Además, la percepción de que el Estado no puede garantizar seguridad en lugares de uso masivo alimenta el apoyo a soluciones extralegales. En algunas colonias de Culiacán, grupos de vecinos han comenzado a organizarse para compartir información sobre vehículos sospechosos, creando redes informales de vigilancia que operan al margen de las instituciones. Aunque estas iniciativas surgen de la necesidad, también representan un riesgo de escalada de conflictos y de justicia por mano propia.

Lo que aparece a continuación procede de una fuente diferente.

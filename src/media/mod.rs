//! 媒体元素抽象。
//!
//! 容器组件只通过 [`MediaHandle`] 观察媒体元素（网络状态与生命周期事件），
//! 控制栏通过 [`PlaybackControl`] 操作播放。[`VideoElement`] 是两者的进程内实现。

mod element;

use std::sync::Arc;
use std::time::Duration;

use bytes::Bytes;

use crate::error::MediaError;
use crate::events::PlayerEvent;

pub use element::VideoElement;

/// 媒体资源的网络状态（对应 HTMLMediaElement.networkState）
#[derive(Debug, Clone, Copy, PartialEq, Eq, Hash)]
#[repr(u16)]
pub enum NetworkState {
    /// 尚未初始化
    Empty = 0,
    /// 已选定资源，当前无网络活动
    Idle = 1,
    /// 正在加载
    Loading = 2,
    /// 找不到可用的资源
    NoSource = 3,
}

impl NetworkState {
    pub fn code(self) -> u16 {
        self as u16
    }

    pub fn from_code(code: u16) -> Option<Self> {
        match code {
            0 => Some(NetworkState::Empty),
            1 => Some(NetworkState::Idle),
            2 => Some(NetworkState::Loading),
            3 => Some(NetworkState::NoSource),
            _ => None,
        }
    }

    /// 媒体元素是否从未开始加载
    pub fn is_uninitialized(self) -> bool {
        self == NetworkState::Empty
    }
}

/// 一个候选视频源
#[derive(Debug, Clone, PartialEq, Eq)]
pub struct MediaSource {
    pub src: String,
    pub mime: &'static str,
}

impl MediaSource {
    pub const MIME_TYPES: [&'static str; 3] = ["video/mp4", "video/ogg", "video/webm"];

    /// 同一地址按 mp4、ogg、webm 的顺序生成候选源
    pub fn variants(src: &str) -> Vec<MediaSource> {
        Self::MIME_TYPES
            .into_iter()
            .map(|mime| MediaSource {
                src: src.to_string(),
                mime,
            })
            .collect()
    }
}

/// 事件监听函数
pub type Listener = Arc<dyn Fn(PlayerEvent) + Send + Sync + 'static>;

/// 监听器注册标识，用于注销
#[derive(Debug, Clone, Copy, PartialEq, Eq, Hash)]
pub struct ListenerId(pub(crate) u64);

/// 容器组件可观察的媒体句柄
pub trait MediaHandle: Send + Sync {
    fn network_state(&self) -> NetworkState;

    fn add_event_listener(&self, event: PlayerEvent, listener: Listener) -> ListenerId;

    /// 返回 false 表示该监听器已被注销
    fn remove_event_listener(&self, id: ListenerId) -> bool;
}

pub trait PlaybackControl {
    fn play(&self);
    fn pause(&self);
    fn seek(&self, position: Duration) -> Result<(), MediaError>;
    fn set_playback_rate(&self, rate: f32) -> Result<(), MediaError>;
    fn set_looped(&self, looped: bool);
    fn capture_frame(&self) -> Result<Bytes, MediaError>;

    fn paused(&self) -> bool;
    fn position(&self) -> Duration;
    fn playback_rate(&self) -> f32;
    fn looped(&self) -> bool;
}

La herida incidental sufrida por la mujer que llegaba a comprar ilustra cómo la violencia selectiva genera víctimas colaterales que no forman parte del conflicto criminal. Este tipo de daños colaterales amplifica el resentimiento social y reduce la disposición de la ciudadanía a cooperar con investigaciones, ya que muchos testigos prefieren guardar silencio para evitar represalias.

Perspectivas de contención y políticas públicas

Para revertir la tendencia actual se requeriría una estrategia que combine inteligencia focalizada contra estructuras de mando medio con programas de recuperación de espacios públicos. Ciudades como Tijuana han implementado operativos de saturación en zonas comerciales con resultados mixtos: reducción temporal de homicidios seguida de desplazamiento de la violencia hacia áreas adyacentes. Culiacán enfrenta el desafío adicional de contar con una geografía urbana extensa y múltiples puntos de acceso que dificultan el control territorial sostenido.

El caso del supermercado en la colonia La Conquista demuestra que la violencia ya no respeta fronteras entre lo privado y lo público. Mientras las causas estructurales del conflicto entre facciones del crimen organizado permanezcan sin abordaje, los espacios de uso cotidiano seguirán siendo escenarios de ajuste de cuentas. La recuperación de la tranquilidad en Culiacán dependerá tanto de la capacidad de las autoridades para desarticular redes armadas como de la reconstrucción de tejido social que permita a la población recuperar confianza en las instituciones.